A love story ‘worth celebrating’
Seattle Opera’s resident baritone Michael Hawk will play the gleeful Per Hansa. The unprecedented “Giants” is already standing out in his career that usually spans the many popular canons, like Pagliacci, Hamlet and Camelot, but Hawk is eager.
“I play a lot of bad guys,” he said. “It’s so fun to now be this ball of energy! Even faced with adversity, what Per Hansa brings to life is joy, and that’s a message we all need.”
“Giants” — named after the “men of great stature” in the Book of Genesis — is a perfect love story with a breathtaking scale of performance. Per Hansa adores his “Beret girl,” and she honors her spouse with dignity, despite her melancholy.
He endures the elements with “inexhaustible strength” while his wife endures depression and regret, both of them capitulating in unexpected ways.
“We don’t recognize how lonely that life was, how desolate and how brave it was to make that trip,” Lustig said. “It’s so easy in opera to write off dramatic women as madness. But I want to make Beret relatable to the audience.”
That’s Gier’s hope. He asserts that the symphony is not “entertainment,” it is transcendent art, of which requires focus and a desire to relate and connect. With a “can-do” spirit, he trusts concertgoers worldwide will lean into “Giants” with heart.

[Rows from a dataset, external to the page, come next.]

//! Frame compositor
//!
//! Produces one finished RGBA frame per tick: the primary video cropped to the
//! camera's source rect and scaled to fill the canvas, then the webcam as a
//! bottom-right picture-in-picture. Sampling is nearest-neighbour.

pub mod frame;
pub mod layout;

use crate::zoom::geometry::SourceRect;
use frame::{Frame, FrameSize};
use layout::{CompositorLayout, PixelRect};
use std::sync::Arc;
use thiserror::Error;

/// Reasons a frame could not be composited; the tick is skipped
#[derive(Error, Debug, Clone, PartialEq)]
pub enum CompositeError {
    #[error("No primary frame available")]
    NoFrame,

    #[error("Frame has zero size")]
    EmptyFrame,

    #[error("Frame size mismatch: expected {expected} bytes, got {actual}")]
    FrameSizeMismatch { expected: usize, actual: usize },

    #[error("Source rect does not intersect the frame: {0:?}")]
    InvalidSourceRect(SourceRect),

    #[error("PNG encoding failed: {0}")]
    Encode(String),
}

/// Webcam input for one composite
#[derive(Debug, Clone, Copy)]
pub struct WebcamLayer<'a> {
    pub frame: &'a Frame,
    /// Native size from stream metadata, `None` until it has loaded
    pub native_size: Option<FrameSize>,
}

pub struct Compositor {
    canvas: Arc<Frame>,
    /// Previously published canvas, reused once nobody else holds it
    spare: Option<Arc<Frame>>,
    layout: CompositorLayout,
    frames_drawn: u64,
    frames_skipped: u64,
}

impl Compositor {
    pub fn new(size: FrameSize, layout: CompositorLayout) -> Self {
        Self {
            canvas: Arc::new(Frame::new(size)),
            spare: None,
            layout,
            frames_drawn: 0,
            frames_skipped: 0,
        }
    }

    pub fn canvas(&self) -> &Frame {
        &self.canvas
    }

    /// Shared handle to the current canvas, no pixel copy
    pub fn snapshot(&self) -> Arc<Frame> {
        Arc::clone(&self.canvas)
    }

    /// Hand back a snapshot that is no longer published
    pub fn recycle(&mut self, frame: Arc<Frame>) {
        if frame.size() == self.size() && !Arc::ptr_eq(&frame, &self.canvas) {
            self.spare = Some(frame);
        }
    }

    pub fn size(&self) -> FrameSize {
        self.canvas.size()
    }

    pub fn layout(&self) -> &CompositorLayout {
        &self.layout
    }

    pub fn frames_drawn(&self) -> u64 {
        self.frames_drawn
    }

    pub fn frames_skipped(&self) -> u64 {
        self.frames_skipped
    }

    /// Composite one frame onto the canvas
    ///
    /// On error the canvas keeps its previous content.
    pub fn render(
        &mut self,
        primary: Option<&Frame>,
        source: &SourceRect,
        webcam: Option<WebcamLayer<'_>>,
    ) -> Result<(), CompositeError> {
        let result = self.draw(primary, source, webcam);
        match result {
            Ok(()) => self.frames_drawn += 1,
            Err(_) => self.frames_skipped += 1,
        }
        result
    }

    fn draw(
        &mut self,
        primary: Option<&Frame>,
        source: &SourceRect,
        webcam: Option<WebcamLayer<'_>>,
    ) -> Result<(), CompositeError> {
        let primary = primary.ok_or(CompositeError::NoFrame)?;
        primary.validate()?;
        let source = visible_region(source, primary.size())?;

        let overlay = match webcam {
            Some(layer) => match layer.frame.validate() {
                Ok(()) => self
                    .layout
                    .webcam_rect(self.size(), layer.native_size)
                    .map(|dest| (layer.frame, dest)),
                Err(e) => {
                    tracing::debug!("Skipping webcam overlay: {}", e);
                    None
                }
            },
            None => None,
        };
        let corner_radius = self.layout.webcam_corner_radius;

        let canvas = self.writable_canvas();
        canvas.clear();
        draw_source(canvas, primary, &source);
        if let Some((frame, dest)) = overlay {
            draw_webcam(canvas, frame, dest, corner_radius);
        }

        Ok(())
    }

    /// Canvas buffer that no snapshot shares
    ///
    /// Every pixel is redrawn afterwards, so a shared canvas is swapped for
    /// the spare or a fresh buffer instead of being copied.
    fn writable_canvas(&mut self) -> &mut Frame {
        if Arc::get_mut(&mut self.canvas).is_none() {
            let size = self.canvas.size();
            self.canvas = match self.spare.take() {
                Some(spare) if Arc::strong_count(&spare) == 1 => spare,
                _ => Arc::new(Frame::new(size)),
            };
        }
        Arc::make_mut(&mut self.canvas)
    }
}

/// Scale the `source` region of `frame` over the whole canvas
fn draw_source(canvas: &mut Frame, frame: &Frame, source: &SourceRect) {
    let (cw, ch) = (canvas.width as usize, canvas.height as usize);
    let (fw, fh) = (frame.width as usize, frame.height as usize);
    let step_x = source.width / cw as f64;
    let step_y = source.height / ch as f64;

    let columns: Vec<usize> = (0..cw)
        .map(|dx| sample_index(source.x + (dx as f64 + 0.5) * step_x, fw))
        .collect();

    for dy in 0..ch {
        let sy = sample_index(source.y + (dy as f64 + 0.5) * step_y, fh);
        let src_row = sy * fw * 4;
        let dst_row = dy * cw * 4;

        for (dx, &sx) in columns.iter().enumerate() {
            let src = src_row + sx * 4;
            let dst = dst_row + dx * 4;
            canvas.data[dst..dst + 4].copy_from_slice(&frame.data[src..src + 4]);
        }
    }
}

/// Draw the webcam scaled into `dest`, masking rounded corners if set
fn draw_webcam(canvas: &mut Frame, webcam: &Frame, dest: PixelRect, corner_radius: f64) {
    let canvas_width = canvas.width;
    let radius = (dest.width.min(dest.height) as f64 * corner_radius) as i32;

    for dy in 0..dest.height {
        let src_y = ((dy as u64 * webcam.height as u64) / dest.height as u64) as u32;
        let src_y = src_y.min(webcam.height - 1);
        let canvas_y = dest.y + dy;

        for dx in 0..dest.width {
            if radius > 0
                && !is_inside_rounded_rect(
                    dx as i32,
                    dy as i32,
                    dest.width as i32,
                    dest.height as i32,
                    radius,
                )
            {
                continue;
            }

            let src_x = ((dx as u64 * webcam.width as u64) / dest.width as u64) as u32;
            let src_x = src_x.min(webcam.width - 1);

            let src = ((src_y * webcam.width + src_x) * 4) as usize;
            let dst = ((canvas_y * canvas_width + dest.x + dx) * 4) as usize;

            canvas.data[dst..dst + 3].copy_from_slice(&webcam.data[src..src + 3]);
            canvas.data[dst + 3] = 255;
        }
    }
}

/// Clamp a source rect to the frame it samples from
fn visible_region(source: &SourceRect, frame: FrameSize) -> Result<SourceRect, CompositeError> {
    let bounds = SourceRect::full(frame);
    let finite = [source.x, source.y, source.width, source.height]
        .iter()
        .all(|v| v.is_finite());
    if !finite || source.width <= 0.0 || source.height <= 0.0 {
        return Err(CompositeError::InvalidSourceRect(*source));
    }
    Ok(source.clamped_to(&bounds))
}

fn sample_index(position: f64, len: usize) -> usize {
    (position.max(0.0) as usize).min(len - 1)
}

/// Check if a point is inside a rounded rectangle
fn is_inside_rounded_rect(x: i32, y: i32, width: i32, height: i32, radius: i32) -> bool {
    let corner = |cx: i32, cy: i32| {
        let (dx, dy) = (x - cx, y - cy);
        dx * dx + dy * dy <= radius * radius
    };

    let left = x < radius;
    let right = x >= width - radius;
    let top = y < radius;
    let bottom = y >= height - radius;

    match (left, right, top, bottom) {
        (true, _, true, _) => corner(radius, radius),
        (_, true, true, _) => corner(width - radius - 1, radius),
        (true, _, _, true) => corner(radius, height - radius - 1),
        (_, true, _, true) => corner(width - radius - 1, height - radius - 1),
        _ => true,
    }
}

“Contemporary music is a living art form that should serve its unique community,” he said. “I am here to build something significant for them.”

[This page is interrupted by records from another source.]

//! cutlist - command line entry point.
//!
//! Loads the config, sets up logging, runs a planner and prints the plan as
//! JSON. With `--source`/`--output` the kept ranges are also cut with the
//! configured audio cutter; chapter plans can be written to a chapter file.

use std::path::PathBuf;

use anyhow::{Context, Result};
use clap::{Args, Parser, Subcommand};

use cutlist_core::config::ConfigManager;
use cutlist_core::logging::init_tracing;
use cutlist_core::FrameRate;

mod commands;

#[derive(Parser)]
#[command(
    name = "cutlist",
    version,
    about = "Plan frame-accurate audio cuts and chapter timecodes"
)]
struct Cli {
    /// Config file (default: .config/cutlist.toml, or the user config dir)
    #[arg(long, global = true)]
    config: Option<PathBuf>,

    /// Increase log verbosity (repeatable)
    #[arg(short, long, action = clap::ArgAction::Count, global = true)]
    verbose: u8,

    #[command(subcommand)]
    cmd: Commands,
}

/// Options shared by both planners.
#[derive(Args)]
struct SequenceArgs {
    /// Total number of frames in the source
    #[arg(long)]
    frames: u64,

    /// Frame rate, "num/den" or an integer
    #[arg(long)]
    fps: FrameRate,

    /// Media file to cut
    #[arg(long, requires = "output")]
    source: Option<PathBuf>,

    /// Where to write the spliced audio
    #[arg(long, requires = "source")]
    output: Option<PathBuf>,

    /// Include intermediate values in the plan
    #[arg(long, default_value_t = false)]
    debug: bool,
}

#[derive(Subcommand)]
enum Commands {
    /// Plan a flat list of keep-ranges
    Trim {
        #[command(flatten)]
        sequence: SequenceArgs,

        /// JSON pair `[s, e]` or list of pairs `[[s, e], ...]`
        #[arg(long)]
        trims: String,
    },

    /// Plan chapters and the cuts between them
    Chapters {
        #[command(flatten)]
        sequence: SequenceArgs,

        /// JSON list of `[start, end?, "name"?]` entries
        #[arg(long)]
        chapters: String,

        /// Chapter entries carry no names
        #[arg(long, default_value_t = false)]
        no_names: bool,

        /// Write a chapter file here
        #[arg(long)]
        chapters_out: Option<PathBuf>,

        /// Chapter file format: xml or ogm (default from config)
        #[arg(long)]
        format: Option<cutlist_core::chapters::ChapterFormat>,
    },
}

fn default_config_path() -> PathBuf {
    let local = PathBuf::from(".config").join("cutlist.toml");
    if local.exists() {
        return local;
    }
    directories::ProjectDirs::from("", "", "cutlist")
        .map(|dirs| dirs.config_dir().join("cutlist.toml"))
        .unwrap_or(local)
}

fn main() -> Result<()> {
    let cli = Cli::parse();

    let config_path = cli.config.clone().unwrap_or_else(default_config_path);
    let mut config_manager = ConfigManager::new(&config_path);
    let config_status = config_manager.load_or_create();

    let mut level = config_manager.settings().logging.level;
    for _ in 0..cli.verbose {
        level = level.more_verbose();
    }
    init_tracing(level);

    if let Err(e) = config_status {
        tracing::warn!("Failed to load config {}: {}. Using defaults.", config_path.display(), e);
    }
    tracing::debug!("Config: {}", config_path.display());
    tracing::debug!("Core version: {}", cutlist_core::version());
    tracing::trace!("Settings: {:?}", config_manager.settings());

    let settings = config_manager.settings();
    let output = match cli.cmd {
        Commands::Trim { sequence, trims } => commands::trim(settings, &sequence, &trims)?,
        Commands::Chapters {
            sequence,
            chapters,
            no_names,
            chapters_out,
            format,
        } => commands::chapters(
            settings,
            &sequence,
            &commands::ChapterOptions {
                chapters: &chapters,
                names: !no_names,
                chapters_out: chapters_out.as_deref(),
                format,
            },
        )?,
    };

    println!("{}", output);
    Ok(())
}

impl SequenceArgs {
    fn sequence(&self) -> Result<cutlist_core::SequenceInfo> {
        cutlist_core::SequenceInfo::new(self.frames, self.fps).context("Invalid sequence")
    }
}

How did a half-century come and go without the music of “Giants”? Maybe the opportunity was waiting for someone like Gier.
Or maybe it is our Maestro Gier who has been waiting for an opportunity like this: To be the magician who will make live again the sounds of a merciless South Dakota prairie that only Per and Beret once knew.
“I am really interested in organizations that are willing to be daring artistically,” said music business veteran Morris. “One of those organizations is the South Dakota Symphony Orchestra. They are worth celebrating! And that is why I am coming to hear it.”